Type I anti-CD20 IgG1 mAbs, including rituximab and ofatumumab (OFA), deplete tumor cells in CD20⁺ B cell malignancies via mechanisms that include complement-dependent cytotoxicity (CDC). This CDC involves the classical pathway of complement activation and is initiated by binding of complement component C1q to the CH2 domain of the mAb Fc region. In this issue, Engelberts et al. (p. 4829) were surprised to find that F(ab′)₂ fragments of anti-CD20 mAbs, despite their inability to bind C1q, could still induce CDC of B cell lymphoma cells. Both anti-CD20 F(ab′)₂ fragments and intact anti-CD20 mAbs lacking the C1q binding site induced CDC in human serum, albeit at a lower level than the CDC induced by wild-type anti-CD20 mAbs. This reduced CDC was termed accessory CDC and was shown to occur, like that caused by intact mAbs, via the classical pathway of complement activation. The authors hypothesized that accessory CDC used an alternative binding site for C1q near cell surface-bound CD20 and found that accessory CDC, but not CDC mediated by intact OFA, required BCR expression and was particularly efficient in cell lines expressing an IgM BCR. Type I anti-CD20 mAbs can induce interaction between CD20 and the BCR, and accessory CDC thus was proposed to occur via C1q binding to the Fc region of the BCR following BCR clustering. Indicating the relevance of these data to clinical applications, ex vivo OFA-F(ab′)₂ treatment of PBMCs from patients with mantle cell lymphoma or Waldenström’s macroglobulinemia resulted in killing of tumor cells, although this was not observed with cells from individuals with chronic lymphocytic leukemia. This study identifies accessory CDC as a BCR-dependent mechanism that supports anti-CD20 mAb–mediated CDC and may contribute to the high therapeutic efficacy of type I anti-CD20 mAbs.
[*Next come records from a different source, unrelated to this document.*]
//! Subcommand implementations and the setup they share

pub mod batch;
pub mod build;
pub mod diff;

use std::collections::BTreeMap;
use std::fs::{self, File};
use std::io::{self, BufWriter, Write};
use std::path::Path;
use std::sync::Arc;

use anyhow::{Context, Result};
use serde::Serialize;

use fontdelta::fontdb::Font;
use fontdelta::unicode::UnicodeData;
use fontdelta::{DiffConfig, Differ, FontHandle, MemoryWordlists, WordlistDir, WordlistSource};

use crate::cli::CompareArgs;

/// Config file values with any flags laid over them
pub fn resolve_config(args: &CompareArgs) -> Result<DiffConfig> {
    let mut config: DiffConfig = match &args.config {
        Some(path) => {
            let text = fs::read_to_string(path)
                .with_context(|| format!("reading config {}", path.display()))?;
            serde_json::from_str(&text)
                .with_context(|| format!("parsing config {}", path.display()))?
        },
        None => DiffConfig::default(),
    };

    if let Some(hash) = args.hash {
        config.hash_mode = hash.into();
    }
    if let Some(size) = args.render_size {
        config.render_size = size;
    }
    if let Some(threshold) = args.word_threshold {
        config.word_threshold = threshold;
    }
    if let Some(threshold) = args.glyph_threshold {
        config.glyph_threshold = threshold;
    }
    if let Some(count) = args.min_codepoints {
        config.min_script_codepoints = count;
    }
    if let Some(count) = args.dedup_after {
        config.dedup_after = count;
    }
    Ok(config)
}

/// A differ on the default backends
pub fn make_differ(args: &CompareArgs) -> Result<Differ> {
    let wordlists: Arc<dyn WordlistSource> = match &args.wordlists {
        Some(dir) => {
            if !dir.is_dir() {
                anyhow::bail!("word-list directory {} does not exist", dir.display());
            }
            Arc::new(WordlistDir::new(dir))
        },
        None => {
            log::warn!("No word-list directory given; only glyphs will be compared");
            Arc::new(MemoryWordlists::new())
        },
    };

    let differ = Differ::builder()
        .pipeline(fontdelta::default_pipeline()?)
        .character_data(Arc::new(UnicodeData::new()))
        .wordlists(wordlists)
        .config(resolve_config(args)?)
        .build()?;
    Ok(differ)
}

/// Opens a font and pins it to the coordinates it actually supports
pub fn load_font(
    path: &Path,
    coordinates: &BTreeMap<String, f32>,
) -> fontdelta::Result<FontHandle> {
    let font = Font::from_file(path)?;
    let resolved = font.resolve_coordinates(coordinates);
    Ok(FontHandle::new(Arc::new(font)).with_variations(resolved))
}

/// Pretty JSON to a file, or stdout when no path is given
pub fn write_json<T: Serialize>(value: &T, output: Option<&Path>) -> Result<()> {
    match output {
        Some(path) => {
            let file =
                File::create(path).with_context(|| format!("creating {}", path.display()))?;
            let mut out = BufWriter::new(file);
            serde_json::to_writer_pretty(&mut out, value)?;
            writeln!(out)?;
            out.flush()?;
        },
        None => {
            let stdout = io::stdout();
            let mut out = stdout.lock();
            serde_json::to_writer_pretty(&mut out, value)?;
            writeln!(out)?;
        },
    }
    Ok(())
}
Mycobacterium tuberculosis, a major global health threat, initially infects alveolar macrophages (AMs), an immunoregulatory cell subset. Surfactant, a lipid-protein complex key to lung function, regulates the activity of these cells, and AMs, conversely, are important for surfactant homeostasis and lipid catabolism. In this issue, Dodd et al. (p. 4727) sought to clarify the mechanism by which AMs take up surfactant and to determine the relationship of surfactant uptake to M. tuberculosis pathogenesis, because this bacterium can use lipids like surfactant components as carbon sources. For most of this study, human monocyte-derived macrophages (MDMs) were used instead of AMs due to difficulties accessing and working with human AMs. Treatment of MDMs with surfactant resulted in redistribution of the scavenger receptor CD36 to the cell surface and increased CD36 expression. Supporting the idea that CD36 could serve as a macrophage receptor for surfactant, knockdown of this receptor in MDMs resulted in specifically impaired uptake of dipalmitoylphosphatidylcholine, which makes up ∼ 40% of the total lipids in surfactant. M. tuberculosis was found to have a significant growth advantage in MDMs cultured with surfactant lipids, relative to cells cultured in the absence of surfactant, and this advantage required CD36 expression. In addition, MDMs cultured in the presence of surfactant lipids prior to infection with M. tuberculosis demonstrated impaired secretion of TNF-α, suggesting that antibacterial host responses were impaired by surfactant exposure, although this effect was CD36 independent. While these mechanisms must still be confirmed in AMs, the data in this manuscript demonstrate that CD36 mediates at least some of the uptake of surfactant lipids by MDMs, and these lipids confer a growth advantage to M. tuberculosis. This insight into M. tuberculosis pathogenesis advances our understanding of the interactions between this pathogen and the lipid-rich lung environment, with potential applications to future studies of this dangerous disease.